◆ EXERCISE DIRECTIONS
The result should be every line of the listing that contains "Debug".

════

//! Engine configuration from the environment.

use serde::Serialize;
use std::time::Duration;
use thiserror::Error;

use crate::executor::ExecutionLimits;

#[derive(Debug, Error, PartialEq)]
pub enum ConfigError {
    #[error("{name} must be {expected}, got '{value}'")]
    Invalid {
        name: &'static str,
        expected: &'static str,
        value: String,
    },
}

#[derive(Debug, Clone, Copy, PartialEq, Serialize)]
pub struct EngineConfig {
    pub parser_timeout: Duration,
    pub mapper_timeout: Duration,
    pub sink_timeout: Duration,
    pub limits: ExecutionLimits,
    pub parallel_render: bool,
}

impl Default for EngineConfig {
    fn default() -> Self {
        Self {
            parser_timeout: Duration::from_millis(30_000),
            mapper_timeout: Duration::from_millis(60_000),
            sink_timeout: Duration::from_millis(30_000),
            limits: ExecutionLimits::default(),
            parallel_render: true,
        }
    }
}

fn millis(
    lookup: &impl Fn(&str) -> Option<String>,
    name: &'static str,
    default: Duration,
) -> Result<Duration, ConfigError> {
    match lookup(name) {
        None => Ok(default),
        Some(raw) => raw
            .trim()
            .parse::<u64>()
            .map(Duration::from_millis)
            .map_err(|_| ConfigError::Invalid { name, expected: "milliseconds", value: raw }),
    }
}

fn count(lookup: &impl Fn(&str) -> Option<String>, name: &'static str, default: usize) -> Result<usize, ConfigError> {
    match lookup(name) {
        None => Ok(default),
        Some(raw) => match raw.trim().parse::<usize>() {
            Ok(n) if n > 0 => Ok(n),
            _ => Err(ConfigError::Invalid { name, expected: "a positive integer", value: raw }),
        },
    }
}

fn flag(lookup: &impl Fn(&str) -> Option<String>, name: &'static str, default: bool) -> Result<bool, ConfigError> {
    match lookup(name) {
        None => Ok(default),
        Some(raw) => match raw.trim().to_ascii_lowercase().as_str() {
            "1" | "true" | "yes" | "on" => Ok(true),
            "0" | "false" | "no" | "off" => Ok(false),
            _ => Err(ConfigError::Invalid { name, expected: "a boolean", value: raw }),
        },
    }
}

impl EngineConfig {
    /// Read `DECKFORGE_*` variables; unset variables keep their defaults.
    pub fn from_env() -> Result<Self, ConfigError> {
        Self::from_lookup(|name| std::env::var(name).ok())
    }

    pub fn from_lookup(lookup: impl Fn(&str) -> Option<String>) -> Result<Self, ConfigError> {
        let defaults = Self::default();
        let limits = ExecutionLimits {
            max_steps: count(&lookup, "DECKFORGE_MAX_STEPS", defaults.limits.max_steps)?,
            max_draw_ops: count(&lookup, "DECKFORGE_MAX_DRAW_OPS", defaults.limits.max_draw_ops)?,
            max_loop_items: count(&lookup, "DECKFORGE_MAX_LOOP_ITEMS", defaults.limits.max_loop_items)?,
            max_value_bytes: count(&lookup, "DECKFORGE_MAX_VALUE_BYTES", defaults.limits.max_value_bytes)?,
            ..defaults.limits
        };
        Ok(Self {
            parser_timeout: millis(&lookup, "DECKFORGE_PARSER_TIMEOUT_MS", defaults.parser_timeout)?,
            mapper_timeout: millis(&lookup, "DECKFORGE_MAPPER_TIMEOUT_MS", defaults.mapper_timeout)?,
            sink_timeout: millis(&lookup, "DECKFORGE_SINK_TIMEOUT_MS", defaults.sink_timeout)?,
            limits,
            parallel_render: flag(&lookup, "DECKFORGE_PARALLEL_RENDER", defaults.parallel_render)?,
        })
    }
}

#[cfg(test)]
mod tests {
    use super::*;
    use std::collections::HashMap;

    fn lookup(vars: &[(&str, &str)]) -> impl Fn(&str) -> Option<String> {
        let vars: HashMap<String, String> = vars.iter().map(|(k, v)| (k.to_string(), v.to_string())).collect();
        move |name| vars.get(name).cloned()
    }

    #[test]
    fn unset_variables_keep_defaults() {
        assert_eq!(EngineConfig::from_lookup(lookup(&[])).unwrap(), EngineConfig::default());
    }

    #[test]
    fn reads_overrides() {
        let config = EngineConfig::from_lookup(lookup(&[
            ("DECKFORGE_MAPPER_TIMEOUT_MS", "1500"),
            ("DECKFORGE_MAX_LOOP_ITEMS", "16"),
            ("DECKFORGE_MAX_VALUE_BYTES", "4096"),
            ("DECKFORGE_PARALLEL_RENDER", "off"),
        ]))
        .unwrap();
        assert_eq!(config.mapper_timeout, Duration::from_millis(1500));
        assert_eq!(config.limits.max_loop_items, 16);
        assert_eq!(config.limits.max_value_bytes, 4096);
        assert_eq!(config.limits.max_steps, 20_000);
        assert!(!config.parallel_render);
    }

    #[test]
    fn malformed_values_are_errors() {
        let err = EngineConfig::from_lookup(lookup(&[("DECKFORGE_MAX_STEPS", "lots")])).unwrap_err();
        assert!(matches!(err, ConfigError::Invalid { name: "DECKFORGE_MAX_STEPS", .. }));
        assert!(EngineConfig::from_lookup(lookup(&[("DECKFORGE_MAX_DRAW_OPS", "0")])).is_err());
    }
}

════

◆ OUTPUT FOR THIS EXERCISE
#[derive(Debug, Error, PartialEq)]
#[derive(Debug, Clone, Copy, PartialEq, Serialize)]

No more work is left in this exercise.